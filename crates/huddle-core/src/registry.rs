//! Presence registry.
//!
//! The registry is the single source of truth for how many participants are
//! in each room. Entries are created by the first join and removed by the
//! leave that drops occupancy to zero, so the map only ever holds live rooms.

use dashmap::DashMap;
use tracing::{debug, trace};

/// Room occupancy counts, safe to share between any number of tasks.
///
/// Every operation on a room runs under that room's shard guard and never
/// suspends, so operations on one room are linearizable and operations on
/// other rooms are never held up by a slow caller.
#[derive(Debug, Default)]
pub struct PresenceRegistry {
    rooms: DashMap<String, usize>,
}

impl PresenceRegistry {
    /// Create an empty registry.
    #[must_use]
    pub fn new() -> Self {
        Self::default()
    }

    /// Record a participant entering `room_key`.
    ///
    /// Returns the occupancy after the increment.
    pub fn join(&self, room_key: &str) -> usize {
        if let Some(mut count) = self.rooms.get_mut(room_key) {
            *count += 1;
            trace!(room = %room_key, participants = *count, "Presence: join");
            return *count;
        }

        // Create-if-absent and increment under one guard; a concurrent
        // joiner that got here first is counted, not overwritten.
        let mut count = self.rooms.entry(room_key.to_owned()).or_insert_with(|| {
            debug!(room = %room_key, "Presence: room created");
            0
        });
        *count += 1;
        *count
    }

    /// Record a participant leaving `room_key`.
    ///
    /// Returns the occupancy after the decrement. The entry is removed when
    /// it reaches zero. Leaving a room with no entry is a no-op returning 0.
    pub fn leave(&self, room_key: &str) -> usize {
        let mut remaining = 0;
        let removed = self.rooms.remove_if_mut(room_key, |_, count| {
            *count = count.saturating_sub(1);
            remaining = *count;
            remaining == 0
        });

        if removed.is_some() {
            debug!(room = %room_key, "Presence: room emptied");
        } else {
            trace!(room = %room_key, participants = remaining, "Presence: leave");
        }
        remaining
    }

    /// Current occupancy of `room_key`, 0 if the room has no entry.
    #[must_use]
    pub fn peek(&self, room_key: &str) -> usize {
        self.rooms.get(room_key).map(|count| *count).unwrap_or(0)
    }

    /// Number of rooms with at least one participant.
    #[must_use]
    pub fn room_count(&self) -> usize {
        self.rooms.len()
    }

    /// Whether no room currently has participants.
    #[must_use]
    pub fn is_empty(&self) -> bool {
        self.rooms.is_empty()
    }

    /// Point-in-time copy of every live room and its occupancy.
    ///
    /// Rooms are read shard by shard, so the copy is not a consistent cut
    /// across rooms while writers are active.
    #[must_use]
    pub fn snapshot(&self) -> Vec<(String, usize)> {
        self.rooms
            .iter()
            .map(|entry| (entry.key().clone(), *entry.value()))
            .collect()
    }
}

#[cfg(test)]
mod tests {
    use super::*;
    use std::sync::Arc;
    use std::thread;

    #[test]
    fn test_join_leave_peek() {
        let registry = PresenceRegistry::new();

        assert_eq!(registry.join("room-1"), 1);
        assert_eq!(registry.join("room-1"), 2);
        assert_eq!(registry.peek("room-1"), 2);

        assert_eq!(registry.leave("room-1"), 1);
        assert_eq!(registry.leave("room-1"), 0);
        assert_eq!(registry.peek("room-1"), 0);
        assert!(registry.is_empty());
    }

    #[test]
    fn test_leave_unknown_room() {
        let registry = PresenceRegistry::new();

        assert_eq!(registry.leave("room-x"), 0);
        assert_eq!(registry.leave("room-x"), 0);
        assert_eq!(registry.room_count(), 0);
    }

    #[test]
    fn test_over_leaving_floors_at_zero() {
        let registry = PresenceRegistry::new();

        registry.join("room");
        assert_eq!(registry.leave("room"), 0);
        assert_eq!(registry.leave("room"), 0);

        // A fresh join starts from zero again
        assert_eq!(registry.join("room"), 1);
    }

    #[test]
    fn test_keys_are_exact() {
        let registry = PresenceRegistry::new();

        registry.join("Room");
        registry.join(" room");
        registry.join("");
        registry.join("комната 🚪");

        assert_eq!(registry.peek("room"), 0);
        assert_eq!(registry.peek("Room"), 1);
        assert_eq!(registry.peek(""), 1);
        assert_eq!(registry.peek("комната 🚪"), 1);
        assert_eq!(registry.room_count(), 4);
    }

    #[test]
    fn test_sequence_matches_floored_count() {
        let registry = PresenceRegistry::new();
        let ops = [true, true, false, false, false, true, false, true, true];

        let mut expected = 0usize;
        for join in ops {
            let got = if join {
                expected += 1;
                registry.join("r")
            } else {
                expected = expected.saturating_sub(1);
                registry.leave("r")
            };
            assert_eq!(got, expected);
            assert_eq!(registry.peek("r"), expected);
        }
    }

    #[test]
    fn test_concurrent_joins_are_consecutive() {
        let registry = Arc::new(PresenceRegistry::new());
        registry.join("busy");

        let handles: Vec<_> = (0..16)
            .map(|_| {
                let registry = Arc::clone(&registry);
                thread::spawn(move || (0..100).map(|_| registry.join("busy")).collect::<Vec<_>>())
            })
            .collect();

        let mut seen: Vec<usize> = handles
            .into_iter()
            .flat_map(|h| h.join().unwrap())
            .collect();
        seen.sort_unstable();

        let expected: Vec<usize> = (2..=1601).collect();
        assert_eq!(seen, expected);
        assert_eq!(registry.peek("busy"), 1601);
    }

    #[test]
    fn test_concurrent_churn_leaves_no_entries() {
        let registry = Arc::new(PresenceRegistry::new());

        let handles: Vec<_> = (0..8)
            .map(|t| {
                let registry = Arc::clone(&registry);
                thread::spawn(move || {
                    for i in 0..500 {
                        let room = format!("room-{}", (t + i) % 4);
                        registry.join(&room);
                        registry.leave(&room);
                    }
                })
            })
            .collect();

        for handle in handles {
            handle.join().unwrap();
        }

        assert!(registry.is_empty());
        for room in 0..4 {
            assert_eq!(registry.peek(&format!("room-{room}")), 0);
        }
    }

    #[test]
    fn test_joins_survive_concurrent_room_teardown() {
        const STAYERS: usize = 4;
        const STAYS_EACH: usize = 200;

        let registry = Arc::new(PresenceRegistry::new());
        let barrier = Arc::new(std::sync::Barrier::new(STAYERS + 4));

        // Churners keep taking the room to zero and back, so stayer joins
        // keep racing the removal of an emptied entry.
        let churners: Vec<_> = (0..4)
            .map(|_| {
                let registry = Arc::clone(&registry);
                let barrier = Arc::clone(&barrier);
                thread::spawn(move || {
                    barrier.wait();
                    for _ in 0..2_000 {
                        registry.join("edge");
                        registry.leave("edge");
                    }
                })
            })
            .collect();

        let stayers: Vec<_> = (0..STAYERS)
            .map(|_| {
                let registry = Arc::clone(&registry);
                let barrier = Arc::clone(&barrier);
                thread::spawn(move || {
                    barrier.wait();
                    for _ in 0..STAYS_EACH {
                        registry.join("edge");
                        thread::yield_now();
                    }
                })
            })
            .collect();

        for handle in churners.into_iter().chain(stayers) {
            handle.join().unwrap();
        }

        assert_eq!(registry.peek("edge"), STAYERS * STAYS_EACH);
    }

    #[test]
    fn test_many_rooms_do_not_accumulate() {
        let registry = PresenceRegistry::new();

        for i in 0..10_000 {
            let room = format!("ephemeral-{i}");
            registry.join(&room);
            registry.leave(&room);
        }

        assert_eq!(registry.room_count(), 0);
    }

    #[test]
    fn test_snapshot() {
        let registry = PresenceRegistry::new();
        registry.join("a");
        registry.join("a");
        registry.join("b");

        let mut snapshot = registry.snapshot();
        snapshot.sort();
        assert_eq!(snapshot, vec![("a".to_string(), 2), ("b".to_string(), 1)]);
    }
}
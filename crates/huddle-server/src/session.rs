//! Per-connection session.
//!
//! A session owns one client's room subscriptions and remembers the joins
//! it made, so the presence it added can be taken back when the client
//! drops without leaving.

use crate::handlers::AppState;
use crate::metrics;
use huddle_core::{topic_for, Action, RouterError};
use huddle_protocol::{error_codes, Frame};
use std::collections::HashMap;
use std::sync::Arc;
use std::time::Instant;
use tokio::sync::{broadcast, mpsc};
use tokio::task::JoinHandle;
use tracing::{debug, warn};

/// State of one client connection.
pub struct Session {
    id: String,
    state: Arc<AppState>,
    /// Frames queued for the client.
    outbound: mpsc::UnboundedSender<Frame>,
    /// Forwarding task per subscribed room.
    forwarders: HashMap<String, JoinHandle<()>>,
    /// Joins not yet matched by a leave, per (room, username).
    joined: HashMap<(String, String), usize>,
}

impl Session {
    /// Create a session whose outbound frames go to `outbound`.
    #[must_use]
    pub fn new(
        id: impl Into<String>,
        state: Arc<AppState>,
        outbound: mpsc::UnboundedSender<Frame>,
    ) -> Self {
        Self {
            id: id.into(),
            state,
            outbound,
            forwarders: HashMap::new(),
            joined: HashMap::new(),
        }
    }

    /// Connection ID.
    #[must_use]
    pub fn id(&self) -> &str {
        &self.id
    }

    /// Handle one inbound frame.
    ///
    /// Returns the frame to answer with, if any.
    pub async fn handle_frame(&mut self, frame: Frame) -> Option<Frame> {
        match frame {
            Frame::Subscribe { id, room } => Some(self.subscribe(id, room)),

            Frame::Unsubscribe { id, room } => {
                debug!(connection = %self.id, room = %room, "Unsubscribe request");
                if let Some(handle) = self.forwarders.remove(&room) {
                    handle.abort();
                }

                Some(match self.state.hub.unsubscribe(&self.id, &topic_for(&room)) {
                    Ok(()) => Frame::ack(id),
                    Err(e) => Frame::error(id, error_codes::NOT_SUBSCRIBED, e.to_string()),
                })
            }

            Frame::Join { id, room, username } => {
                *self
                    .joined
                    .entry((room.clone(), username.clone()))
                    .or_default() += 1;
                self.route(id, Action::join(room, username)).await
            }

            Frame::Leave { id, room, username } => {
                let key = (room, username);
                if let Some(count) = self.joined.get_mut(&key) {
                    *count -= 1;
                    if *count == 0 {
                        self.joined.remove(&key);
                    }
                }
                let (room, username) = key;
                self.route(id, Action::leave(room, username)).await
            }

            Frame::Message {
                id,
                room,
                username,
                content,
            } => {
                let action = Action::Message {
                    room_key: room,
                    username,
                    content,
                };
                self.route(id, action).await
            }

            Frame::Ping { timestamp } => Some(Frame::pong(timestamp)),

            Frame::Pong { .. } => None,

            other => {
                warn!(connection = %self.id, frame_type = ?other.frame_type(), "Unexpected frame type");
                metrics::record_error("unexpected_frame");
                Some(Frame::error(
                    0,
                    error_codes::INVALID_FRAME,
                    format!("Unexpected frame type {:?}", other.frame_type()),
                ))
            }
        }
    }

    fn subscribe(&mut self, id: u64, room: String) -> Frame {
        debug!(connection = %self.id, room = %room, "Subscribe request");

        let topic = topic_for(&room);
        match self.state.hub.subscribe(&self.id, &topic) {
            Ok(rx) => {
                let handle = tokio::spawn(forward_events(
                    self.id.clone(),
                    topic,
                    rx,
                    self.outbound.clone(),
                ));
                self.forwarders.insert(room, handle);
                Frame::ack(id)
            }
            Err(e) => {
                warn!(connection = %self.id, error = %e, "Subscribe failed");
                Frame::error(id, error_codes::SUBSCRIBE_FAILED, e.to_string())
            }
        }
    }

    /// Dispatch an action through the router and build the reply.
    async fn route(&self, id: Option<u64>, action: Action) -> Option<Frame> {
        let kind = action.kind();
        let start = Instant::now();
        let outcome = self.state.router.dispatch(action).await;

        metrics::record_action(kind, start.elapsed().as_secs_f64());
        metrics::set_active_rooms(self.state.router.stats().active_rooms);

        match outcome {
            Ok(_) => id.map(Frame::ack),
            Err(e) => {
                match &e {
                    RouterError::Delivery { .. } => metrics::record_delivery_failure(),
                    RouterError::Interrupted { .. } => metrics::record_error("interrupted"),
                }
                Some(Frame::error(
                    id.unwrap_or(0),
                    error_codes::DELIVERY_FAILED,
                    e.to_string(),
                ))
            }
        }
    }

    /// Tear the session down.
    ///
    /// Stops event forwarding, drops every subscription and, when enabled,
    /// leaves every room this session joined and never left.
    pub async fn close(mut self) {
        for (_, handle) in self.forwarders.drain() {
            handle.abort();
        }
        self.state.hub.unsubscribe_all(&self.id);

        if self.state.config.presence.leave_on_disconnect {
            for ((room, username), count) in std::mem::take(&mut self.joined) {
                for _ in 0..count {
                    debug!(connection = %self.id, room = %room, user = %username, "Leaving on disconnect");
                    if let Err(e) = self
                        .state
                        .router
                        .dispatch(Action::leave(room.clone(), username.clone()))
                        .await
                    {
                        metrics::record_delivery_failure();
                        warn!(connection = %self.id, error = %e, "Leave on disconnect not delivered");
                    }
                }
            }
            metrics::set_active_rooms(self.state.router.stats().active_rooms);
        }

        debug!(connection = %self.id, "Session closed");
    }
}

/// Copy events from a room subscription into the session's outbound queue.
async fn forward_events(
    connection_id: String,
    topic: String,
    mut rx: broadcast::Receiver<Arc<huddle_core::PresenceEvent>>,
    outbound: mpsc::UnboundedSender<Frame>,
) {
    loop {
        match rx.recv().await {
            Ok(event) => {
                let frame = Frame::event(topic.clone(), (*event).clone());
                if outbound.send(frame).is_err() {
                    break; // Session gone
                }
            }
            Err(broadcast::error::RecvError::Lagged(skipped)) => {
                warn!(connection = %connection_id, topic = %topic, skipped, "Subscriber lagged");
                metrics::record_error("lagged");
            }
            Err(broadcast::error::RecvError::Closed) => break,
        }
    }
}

----

▶ WHAT TO DO
Exactly how many lines in the records contain the string "RecvError"? Give that number alone.

▶ ANSWER SPACE
2